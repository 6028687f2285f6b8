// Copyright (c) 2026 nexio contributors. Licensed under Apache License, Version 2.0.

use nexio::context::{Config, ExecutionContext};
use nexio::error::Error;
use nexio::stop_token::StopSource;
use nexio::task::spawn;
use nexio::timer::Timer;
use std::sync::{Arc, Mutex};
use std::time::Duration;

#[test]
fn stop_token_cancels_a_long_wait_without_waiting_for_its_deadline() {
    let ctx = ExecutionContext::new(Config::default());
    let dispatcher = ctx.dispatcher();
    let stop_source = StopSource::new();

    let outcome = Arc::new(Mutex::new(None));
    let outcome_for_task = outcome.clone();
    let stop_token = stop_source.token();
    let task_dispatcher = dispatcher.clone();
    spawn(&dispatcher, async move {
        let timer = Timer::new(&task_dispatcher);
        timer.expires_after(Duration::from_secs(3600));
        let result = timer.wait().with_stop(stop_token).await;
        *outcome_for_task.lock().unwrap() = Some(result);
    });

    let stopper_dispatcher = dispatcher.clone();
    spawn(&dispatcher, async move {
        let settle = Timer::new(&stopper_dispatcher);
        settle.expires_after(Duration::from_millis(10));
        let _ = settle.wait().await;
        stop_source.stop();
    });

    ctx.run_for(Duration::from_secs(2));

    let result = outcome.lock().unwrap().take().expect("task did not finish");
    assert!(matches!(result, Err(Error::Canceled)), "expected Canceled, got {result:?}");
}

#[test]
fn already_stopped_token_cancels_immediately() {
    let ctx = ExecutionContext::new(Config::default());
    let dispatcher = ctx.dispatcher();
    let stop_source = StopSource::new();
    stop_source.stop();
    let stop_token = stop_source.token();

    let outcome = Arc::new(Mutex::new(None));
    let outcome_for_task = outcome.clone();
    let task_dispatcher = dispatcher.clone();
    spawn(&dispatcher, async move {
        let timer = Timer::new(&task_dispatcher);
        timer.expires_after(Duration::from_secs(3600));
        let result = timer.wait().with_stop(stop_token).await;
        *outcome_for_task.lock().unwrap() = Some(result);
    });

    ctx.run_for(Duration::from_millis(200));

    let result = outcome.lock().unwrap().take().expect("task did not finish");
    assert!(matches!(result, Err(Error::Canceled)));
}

---

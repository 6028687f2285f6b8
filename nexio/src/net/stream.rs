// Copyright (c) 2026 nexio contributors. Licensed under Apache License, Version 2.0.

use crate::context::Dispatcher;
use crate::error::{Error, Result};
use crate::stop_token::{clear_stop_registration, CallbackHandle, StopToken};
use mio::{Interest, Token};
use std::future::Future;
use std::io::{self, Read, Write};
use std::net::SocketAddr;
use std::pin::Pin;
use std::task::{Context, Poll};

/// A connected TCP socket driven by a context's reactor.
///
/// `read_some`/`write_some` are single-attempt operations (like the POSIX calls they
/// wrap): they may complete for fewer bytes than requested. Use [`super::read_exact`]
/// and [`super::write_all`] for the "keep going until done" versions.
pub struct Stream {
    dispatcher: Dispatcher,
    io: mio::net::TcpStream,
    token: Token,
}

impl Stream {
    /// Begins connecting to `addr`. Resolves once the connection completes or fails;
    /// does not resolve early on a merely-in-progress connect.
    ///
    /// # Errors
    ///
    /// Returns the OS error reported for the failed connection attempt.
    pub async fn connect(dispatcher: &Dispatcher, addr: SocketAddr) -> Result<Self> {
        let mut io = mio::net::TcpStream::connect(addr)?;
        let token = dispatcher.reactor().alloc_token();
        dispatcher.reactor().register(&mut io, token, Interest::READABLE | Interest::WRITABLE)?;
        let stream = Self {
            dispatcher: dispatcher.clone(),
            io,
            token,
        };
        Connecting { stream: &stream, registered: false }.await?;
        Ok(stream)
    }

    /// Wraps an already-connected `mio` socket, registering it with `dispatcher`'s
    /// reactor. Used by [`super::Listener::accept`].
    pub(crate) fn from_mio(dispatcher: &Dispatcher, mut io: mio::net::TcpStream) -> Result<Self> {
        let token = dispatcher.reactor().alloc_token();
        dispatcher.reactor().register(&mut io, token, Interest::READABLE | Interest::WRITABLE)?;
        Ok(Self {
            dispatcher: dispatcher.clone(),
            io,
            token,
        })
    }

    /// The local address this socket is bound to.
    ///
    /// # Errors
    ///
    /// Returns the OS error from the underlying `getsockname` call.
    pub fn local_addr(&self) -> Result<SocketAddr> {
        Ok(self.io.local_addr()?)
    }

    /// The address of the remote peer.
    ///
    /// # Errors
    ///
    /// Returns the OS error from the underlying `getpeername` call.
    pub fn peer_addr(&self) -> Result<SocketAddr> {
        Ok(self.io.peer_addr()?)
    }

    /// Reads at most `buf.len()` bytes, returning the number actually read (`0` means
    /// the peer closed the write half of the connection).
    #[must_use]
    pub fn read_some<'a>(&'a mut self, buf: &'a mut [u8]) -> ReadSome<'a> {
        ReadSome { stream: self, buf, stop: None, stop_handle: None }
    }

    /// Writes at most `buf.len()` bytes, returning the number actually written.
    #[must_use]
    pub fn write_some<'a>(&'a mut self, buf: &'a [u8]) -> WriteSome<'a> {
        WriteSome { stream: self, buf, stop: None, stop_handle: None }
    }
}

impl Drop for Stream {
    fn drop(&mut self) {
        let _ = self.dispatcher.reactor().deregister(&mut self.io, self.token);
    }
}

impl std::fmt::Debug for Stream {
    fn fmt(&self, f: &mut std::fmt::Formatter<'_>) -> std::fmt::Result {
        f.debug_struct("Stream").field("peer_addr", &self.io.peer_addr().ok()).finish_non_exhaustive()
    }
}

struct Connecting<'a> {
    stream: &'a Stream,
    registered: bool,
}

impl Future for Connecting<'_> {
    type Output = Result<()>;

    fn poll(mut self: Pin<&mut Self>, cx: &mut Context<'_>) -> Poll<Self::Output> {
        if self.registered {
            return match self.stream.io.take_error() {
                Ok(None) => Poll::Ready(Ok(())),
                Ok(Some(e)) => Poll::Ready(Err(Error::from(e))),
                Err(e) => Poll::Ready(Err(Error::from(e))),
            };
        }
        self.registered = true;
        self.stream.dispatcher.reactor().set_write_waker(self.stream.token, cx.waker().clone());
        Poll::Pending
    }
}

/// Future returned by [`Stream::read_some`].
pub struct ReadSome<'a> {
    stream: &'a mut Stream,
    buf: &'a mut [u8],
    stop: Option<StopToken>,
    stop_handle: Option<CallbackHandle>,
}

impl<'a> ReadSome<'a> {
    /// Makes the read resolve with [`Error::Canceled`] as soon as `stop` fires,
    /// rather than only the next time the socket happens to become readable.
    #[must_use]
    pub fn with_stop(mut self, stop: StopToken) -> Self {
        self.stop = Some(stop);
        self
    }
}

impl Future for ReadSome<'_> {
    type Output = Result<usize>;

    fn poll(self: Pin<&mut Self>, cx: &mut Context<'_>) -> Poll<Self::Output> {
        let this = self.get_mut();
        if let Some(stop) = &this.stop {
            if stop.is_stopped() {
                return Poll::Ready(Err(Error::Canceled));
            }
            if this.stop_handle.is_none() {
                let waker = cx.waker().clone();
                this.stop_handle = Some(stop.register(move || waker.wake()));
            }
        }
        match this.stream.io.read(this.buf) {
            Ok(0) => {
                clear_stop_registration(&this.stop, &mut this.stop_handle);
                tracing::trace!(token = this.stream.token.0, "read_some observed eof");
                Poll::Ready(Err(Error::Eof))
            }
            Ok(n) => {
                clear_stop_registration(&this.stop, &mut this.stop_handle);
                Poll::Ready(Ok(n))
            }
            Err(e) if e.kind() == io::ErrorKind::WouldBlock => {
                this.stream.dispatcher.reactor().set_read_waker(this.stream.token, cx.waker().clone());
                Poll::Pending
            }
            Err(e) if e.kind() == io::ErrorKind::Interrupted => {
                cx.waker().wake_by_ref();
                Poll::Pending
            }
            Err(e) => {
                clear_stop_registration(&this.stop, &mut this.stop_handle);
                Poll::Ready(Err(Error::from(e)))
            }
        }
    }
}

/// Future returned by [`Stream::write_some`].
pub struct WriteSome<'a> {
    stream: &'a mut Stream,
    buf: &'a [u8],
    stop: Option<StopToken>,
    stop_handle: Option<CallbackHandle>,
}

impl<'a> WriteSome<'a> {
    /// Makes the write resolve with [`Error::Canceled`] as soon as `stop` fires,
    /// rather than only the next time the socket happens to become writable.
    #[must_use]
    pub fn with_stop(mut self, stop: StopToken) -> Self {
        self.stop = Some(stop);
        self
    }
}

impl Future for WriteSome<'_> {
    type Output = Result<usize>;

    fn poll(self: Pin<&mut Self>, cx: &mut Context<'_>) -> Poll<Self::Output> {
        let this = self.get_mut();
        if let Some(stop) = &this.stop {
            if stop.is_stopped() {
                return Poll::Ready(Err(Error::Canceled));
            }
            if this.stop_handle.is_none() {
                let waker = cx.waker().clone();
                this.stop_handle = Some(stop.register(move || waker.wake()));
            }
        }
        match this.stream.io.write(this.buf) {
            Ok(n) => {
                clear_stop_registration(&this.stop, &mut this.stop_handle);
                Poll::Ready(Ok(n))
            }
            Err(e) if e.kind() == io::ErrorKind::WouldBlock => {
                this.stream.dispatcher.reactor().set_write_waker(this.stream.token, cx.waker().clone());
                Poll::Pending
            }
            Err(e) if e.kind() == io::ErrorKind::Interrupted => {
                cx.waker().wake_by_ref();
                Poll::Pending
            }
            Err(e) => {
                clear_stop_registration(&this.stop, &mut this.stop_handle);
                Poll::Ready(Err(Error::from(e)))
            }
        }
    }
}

**PROBLEM REQUIREMENTS**: Tell how many lines of the records above hold "attempt", giving the number and nothing else.

**WRITTEN RESPONSE**: 2